Одиночество… Если б дано было знать, что она встретится с ним четырехлетней осиротевшей девочкой и вернется к нему на шестидесятом году жизни. Княгиня Екатерина Романовна Дашкова! Ее принимали все коронованные особы Европы, и о беседах с ней хлопотали все выдающиеся умы своего времени. Суждения княгини повторяли, мыслям удивлялись, научным трудам отдавали дань уважения. Любящая и горячо любимая жена, мать троих детей, одна из многолюдной и прочно устроившейся при дворе семьи Воронцовых, блестящая светская дама и… деревенская глушь без единой родной души, со случайными гостями, которых никакая сила не могла надолго удержать.

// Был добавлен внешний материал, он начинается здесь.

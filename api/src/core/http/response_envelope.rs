use axum::{
    Json,
    http::StatusCode,
    response::{IntoResponse, Response},
};
use serde::{Deserialize, Serialize};

/// Error body shared by every failing route: `{"detail": "..."}`.
#[derive(Debug, Serialize, Deserialize)]
pub struct ErrorEnvelope {
    pub detail: String,
}

impl ErrorEnvelope {
    pub fn new(detail: impl Into<String>) -> Self {
        Self {
            detail: detail.into(),
        }
    }

    /// Convert to axum Response.
    pub fn into_response_with_status(self, status: StatusCode) -> Response {
        (status, Json(self)).into_response()
    }
}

Московские загадки i_016.jpg

Екатерина Дашкова.

Одна из этих гостий, ирландка Катрин Вильмот, будет восторженно писать родным: «Очень бы мне хотелось, чтобы вы смогли взглянуть на самую княгиню. В ней все, язык и платье, – все оригинально; но что б она ни делала, она решительно ни на кого не похожа. Я не только не видывала никогда такого существа, но и не слыхивала о таком. Она учит каменщиков класть стены, помогает делать дорожки, ходит кормить коров, сочиняет музыку, пишет статьи для печати, знает до конца церковный чин и поправляет священника, если он не так молится, знает до конца театр и поправляет своих домашних актеров, когда они сбиваются с роли; она доктор, аптекарь, фельдшер, кузнец, плотник, судья, законник; она всякий день делает самые противоположные вещи на свете – ведет переписку с братом <А.Р. Воронцовым>, занимающим одно из первых мест в империи, с учеными, с литераторами, с жидами, со своим сыном, со всеми родственниками. Ее разговор, увлекательный по своей простоте, доходит иногда до детской наивности. Она, нисколько не думая, говорит разом по-французски, по-итальянски, по-русски, по-английски, путая все языки вместе.

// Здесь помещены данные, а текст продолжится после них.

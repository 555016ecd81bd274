//! Default LLM config loaded from environment variables.
//!
//! # Environment variables
//!
//! Common:
//! - `LLM_PROVIDER`     = `gemini` (default), `openai` or `ollama`
//! - `ANALYSIS_MODEL`   = model id (provider default when unset; required for Ollama)
//! - `LLM_MAX_TOKENS`   = optional max tokens (u32)
//! - `LLM_TEMPERATURE`  = optional sampling temperature (0.0..=2.0)
//! - `LLM_TIMEOUT_SECS` = optional request timeout (u64)
//!
//! Gemini:
//! - `GEMINI_API_KEY` = API key. Not checked here: a missing key fails the first call.
//! - `GEMINI_URL`     = API base (default `https://generativelanguage.googleapis.com`)
//!
//! OpenAI:
//! - `OPENAI_API_KEY`, `OPENAI_URL` (default `https://api.openai.com`)
//!
//! Ollama:
//! - `OLLAMA_URL` or `OLLAMA_PORT` = endpoint (mandatory)

use crate::{
    config::{llm_model_config::LlmModelConfig, llm_provider::LlmProvider},
    error_handler::{
        AiLlmError, ConfigError, must_var, opt_f32, opt_u32, opt_u64, opt_var,
        validate_http_endpoint, validate_range_f32,
    },
};

pub const DEFAULT_GEMINI_ENDPOINT: &str = "https://generativelanguage.googleapis.com";
pub const DEFAULT_GEMINI_MODEL: &str = "gemini-2.5-flash-lite";
pub const DEFAULT_OPENAI_ENDPOINT: &str = "https://api.openai.com";
pub const DEFAULT_OPENAI_MODEL: &str = "gpt-4o-mini";

/// Reads the analysis model config from the process environment.
///
/// # Errors
/// See [`config_from_lookup`].
pub fn config_from_env() -> Result<LlmModelConfig, AiLlmError> {
    config_from_lookup(|name| std::env::var(name).ok())
}

/// Builds the analysis model config from an arbitrary variable source.
///
/// # Errors
/// - [`ConfigError::UnsupportedProvider`] for an unknown `LLM_PROVIDER`
/// - [`ConfigError::MissingVar`] when Ollama has no endpoint or model
/// - [`ConfigError::InvalidNumber`] / [`ConfigError::OutOfRange`] for bad knobs
/// - [`ConfigError::InvalidFormat`] if an endpoint is not http(s)
pub fn config_from_lookup<F>(lookup: F) -> Result<LlmModelConfig, AiLlmError>
where
    F: Fn(&str) -> Option<String>,
{
    let provider = match opt_var(&lookup, "LLM_PROVIDER") {
        Some(raw) => raw.parse::<LlmProvider>()?,
        None => LlmProvider::Gemini,
    };

    let (endpoint, endpoint_var, api_key, model) = match provider {
        LlmProvider::Gemini => (
            opt_var(&lookup, "GEMINI_URL").unwrap_or_else(|| DEFAULT_GEMINI_ENDPOINT.into()),
            "GEMINI_URL",
            opt_var(&lookup, "GEMINI_API_KEY"),
            opt_var(&lookup, "ANALYSIS_MODEL").unwrap_or_else(|| DEFAULT_GEMINI_MODEL.into()),
        ),
        LlmProvider::OpenAI => (
            opt_var(&lookup, "OPENAI_URL").unwrap_or_else(|| DEFAULT_OPENAI_ENDPOINT.into()),
            "OPENAI_URL",
            opt_var(&lookup, "OPENAI_API_KEY"),
            opt_var(&lookup, "ANALYSIS_MODEL").unwrap_or_else(|| DEFAULT_OPENAI_MODEL.into()),
        ),
        LlmProvider::Ollama => (
            ollama_endpoint(&lookup)?,
            "OLLAMA_URL",
            None,
            must_var(&lookup, "ANALYSIS_MODEL")?,
        ),
    };
    validate_http_endpoint(endpoint_var, &endpoint)?;

    let temperature = opt_f32(&lookup, "LLM_TEMPERATURE")?;
    if let Some(t) = temperature {
        validate_range_f32("temperature", "expected 0.0..=2.0", t, 0.0, 2.0)?;
    }
    let top_p = opt_f32(&lookup, "LLM_TOP_P")?;
    if let Some(p) = top_p {
        validate_range_f32("top_p", "expected 0.0..=1.0", p, 0.0, 1.0)?;
    }

    Ok(LlmModelConfig {
        provider,
        model,
        endpoint,
        api_key,
        max_tokens: opt_u32(&lookup, "LLM_MAX_TOKENS")?,
        temperature,
        top_p,
        timeout_secs: opt_u64(&lookup, "LLM_TIMEOUT_SECS")?,
    })
}

/// Resolves the Ollama endpoint.
///
/// Precedence:
/// 1. `OLLAMA_URL` if present and non-empty
/// 2. `OLLAMA_PORT` → `http://localhost:{port}`
fn ollama_endpoint<F>(lookup: &F) -> Result<String, AiLlmError>
where
    F: Fn(&str) -> Option<String>,
{
    if let Some(url) = opt_var(lookup, "OLLAMA_URL") {
        return Ok(url);
    }
    if let Some(port) = opt_var(lookup, "OLLAMA_PORT") {
        port.parse::<u16>().map_err(|_| ConfigError::InvalidNumber {
            var: "OLLAMA_PORT",
            reason: "expected u16 (1..=65535)",
        })?;
        return Ok(format!("http://localhost:{port}"));
    }
    Err(ConfigError::MissingVar("OLLAMA_URL or OLLAMA_PORT").into())
}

Она родилась министром или полководцем, ее место во главе государства».

Так думали все знакомые. А жизнь? Жизнь складывалась совсем по-другому.

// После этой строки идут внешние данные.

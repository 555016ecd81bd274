//! Unified error handling for `ai-llm-service`.
//!
//! This module exposes a single top-level error type [`AiLlmError`] for the whole
//! library, and groups domain-specific errors in nested types ([`ConfigError`],
//! [`ProviderError`]). Small helpers for reading/validating environment variables are
//! provided and return the unified [`Result<T>`] alias.
//!
//! Config messages carry the prefix `[AI LLM Service]` to simplify attribution in logs.

use std::fmt;

use reqwest::StatusCode;
use thiserror::Error;

use crate::config::llm_provider::LlmProvider;

/* ------------------------------------------------------------------------- */
/* Public result alias                                                       */
/* ------------------------------------------------------------------------- */

/// Unified result alias for the entire crate.
pub type Result<T> = std::result::Result<T, AiLlmError>;

/* ------------------------------------------------------------------------- */
/* Top-level error                                                           */
/* ------------------------------------------------------------------------- */

/// Top-level error for the `ai-llm-service` crate.
#[non_exhaustive]
#[derive(Debug, Error)]
pub enum AiLlmError {
    /// Configuration/validation errors (startup).
    #[error(transparent)]
    Config(#[from] ConfigError),

    /// Provider-side failures: bad status, undecodable payload, missing key.
    #[error(transparent)]
    Provider(#[from] ProviderError),

    /// Underlying HTTP transport error (connect, timeout, TLS).
    #[error("transport error: {0}")]
    HttpTransport(#[from] reqwest::Error),
}

/* ------------------------------------------------------------------------- */
/* Config errors                                                             */
/* ------------------------------------------------------------------------- */

/// Error enum for environment/config-driven setup.
#[non_exhaustive]
#[derive(Debug, Error)]
pub enum ConfigError {
    /// Required environment variable is missing or empty.
    #[error("[AI LLM Service] missing required environment variable: {0}")]
    MissingVar(&'static str),

    /// A number failed to parse (like ports, limits, timeouts).
    #[error("[AI LLM Service] invalid number in {var}: {reason}")]
    InvalidNumber {
        /// Variable name (e.g., `LLM_MAX_TOKENS`, `OLLAMA_PORT`).
        var: &'static str,
        /// Human-readable reason (e.g., `expected u32`).
        reason: &'static str,
    },

    /// Unsupported provider in `LLM_PROVIDER`.
    #[error("[AI LLM Service] unsupported provider: {0}")]
    UnsupportedProvider(String),

    /// Value had the wrong format (e.g., invalid URL).
    #[error("[AI LLM Service] invalid format in {var}: {reason}")]
    InvalidFormat {
        /// Variable name (e.g., `GEMINI_URL`).
        var: &'static str,
        /// Explanation (e.g., `must start with http:// or https://`).
        reason: &'static str,
    },

    /// A numeric field was outside of the allowed range.
    #[error("[AI LLM Service] {field} is out of range: {detail}")]
    OutOfRange {
        /// Field name (e.g., `temperature`).
        field: &'static str,
        /// Description of the expected range.
        detail: &'static str,
    },
}

/* ------------------------------------------------------------------------- */
/* Provider errors                                                           */
/* ------------------------------------------------------------------------- */

/// Non-success HTTP exchange with an upstream provider.
#[derive(Debug, Clone)]
pub struct HttpError {
    /// HTTP status code returned by the provider.
    pub status: StatusCode,
    /// Request URL (never contains credentials).
    pub url: String,
    /// Short snippet of the response body (trimmed).
    pub snippet: String,
}

impl fmt::Display for HttpError {
    fn fmt(&self, f: &mut fmt::Formatter<'_>) -> fmt::Result {
        write!(f, "HTTP {} from {}: {}", self.status, self.url, self.snippet)
    }
}

/// What went wrong while talking to a provider.
#[non_exhaustive]
#[derive(Debug, Error)]
pub enum ProviderErrorKind {
    /// The config passed to a client names another provider.
    #[error("config does not target this provider")]
    InvalidProvider,

    /// The provider needs an API key and none was configured.
    #[error("missing API key")]
    MissingApiKey,

    /// The endpoint is empty or does not start with http/https.
    #[error("invalid endpoint: {0}")]
    InvalidEndpoint(String),

    /// Upstream returned a non-successful HTTP status.
    #[error("{0}")]
    HttpStatus(HttpError),

    /// Response payload could not be decoded as expected.
    #[error("decode error: {0}")]
    Decode(String),
}

/// Provider-scoped error: which backend failed and how.
#[derive(Debug, Error)]
#[error("{provider} {kind}")]
pub struct ProviderError {
    /// Backend that produced the error.
    pub provider: LlmProvider,
    /// Failure details.
    #[source]
    pub kind: ProviderErrorKind,
}

impl ProviderError {
    pub fn new(provider: LlmProvider, kind: ProviderErrorKind) -> Self {
        Self { provider, kind }
    }
}

/// Max characters of an upstream body kept in error messages and logs.
const SNIPPET_CHARS: usize = 240;

/// Trims an upstream body to a single-line snippet for errors and logs.
pub fn make_snippet(text: &str) -> String {
    let flat = text.split_whitespace().collect::<Vec<_>>().join(" ");
    if flat.chars().count() <= SNIPPET_CHARS {
        return flat;
    }
    let mut out: String = flat.chars().take(SNIPPET_CHARS).collect();
    out.push('…');
    out
}

/* ------------------------------------------------------------------------- */
/* Env helpers                                                               */
/* ------------------------------------------------------------------------- */

/// Fetches a required, non-empty variable from `lookup`.
///
/// # Errors
/// Returns [`ConfigError::MissingVar`] if the variable is absent or empty.
pub fn must_var<F>(lookup: &F, name: &'static str) -> Result<String>
where
    F: Fn(&str) -> Option<String>,
{
    opt_var(lookup, name).ok_or_else(|| ConfigError::MissingVar(name).into())
}

/// Fetches an optional variable, treating blank values as unset.
pub fn opt_var<F>(lookup: &F, name: &str) -> Option<String>
where
    F: Fn(&str) -> Option<String>,
{
    lookup(name)
        .map(|v| v.trim().to_string())
        .filter(|v| !v.is_empty())
}

/// Parses an optional `u32` (`Ok(None)` if unset/empty).
///
/// # Errors
/// Returns [`ConfigError::InvalidNumber`] if set but not a valid `u32`.
pub fn opt_u32<F>(lookup: &F, name: &'static str) -> Result<Option<u32>>
where
    F: Fn(&str) -> Option<String>,
{
    parse_opt(lookup, name, "expected u32")
}

/// Parses an optional `u64` (`Ok(None)` if unset/empty).
pub fn opt_u64<F>(lookup: &F, name: &'static str) -> Result<Option<u64>>
where
    F: Fn(&str) -> Option<String>,
{
    parse_opt(lookup, name, "expected u64")
}

/// Parses an optional `f32` (`Ok(None)` if unset/empty).
pub fn opt_f32<F>(lookup: &F, name: &'static str) -> Result<Option<f32>>
where
    F: Fn(&str) -> Option<String>,
{
    parse_opt(lookup, name, "expected a decimal number")
}

fn parse_opt<F, T>(lookup: &F, name: &'static str, reason: &'static str) -> Result<Option<T>>
where
    F: Fn(&str) -> Option<String>,
    T: std::str::FromStr,
{
    match opt_var(lookup, name) {
        Some(v) => v.parse::<T>().map(Some).map_err(|_| {
            AiLlmError::from(ConfigError::InvalidNumber {
                var: name,
                reason,
            })
        }),
        None => Ok(None),
    }
}

/* ------------------------------------------------------------------------- */
/* Validation helpers                                                        */
/* ------------------------------------------------------------------------- */

/// Validates that an HTTP endpoint starts with `http://` or `https://`.
///
/// # Errors
/// Returns [`ConfigError::InvalidFormat`] otherwise.
pub fn validate_http_endpoint(var: &'static str, value: &str) -> Result<()> {
    if value.starts_with("http://") || value.starts_with("https://") {
        Ok(())
    } else {
        Err(ConfigError::InvalidFormat {
            var,
            reason: "must start with http:// or https://",
        }
        .into())
    }
}

/// Validates that a floating-point value lies within an inclusive range.
///
/// # Errors
/// Returns [`ConfigError::OutOfRange`] if `value` is outside `[min, max]`.
pub fn validate_range_f32(
    field: &'static str,
    detail: &'static str,
    value: f32,
    min: f32,
    max: f32,
) -> Result<()> {
    if value.is_finite() && value >= min && value <= max {
        Ok(())
    } else {
        Err(ConfigError::OutOfRange { field, detail }.into())
    }
}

Двор цесаревны Елизаветы Петровны, младшей дочери Петра I. Двор по названию, потому что средств к его существованию, тем более при пышнейшем дворе своей двоюродной сестры, императрицы Анны Иоанновны, просто не хватало. Не было денег на лишнюю пару бальных атласных башмачков, а ведь снашивались они куда как быстро. На туалеты – приходилось перешивать старые. На простыни – обходилась цесаревна четырьмя штуками, да и то чиненными-перечиненными. На салфетки для гостей – спасибо, кто-то из фабрикантов, в память отца, мог подбросить лишних полдюжины. На лошадей – лихая наездница, цесаревна располагала единственным иноходцем, с которого, кажется, не сводила глаз. Все доставшееся Елизавете Петровне после смерти матери, Екатерины I, наследство сводилось к мызе – хутору под Петербургом да к дому в Александровой слободе (город Александров), на Торговой площади – низ каменный, верх деревянный.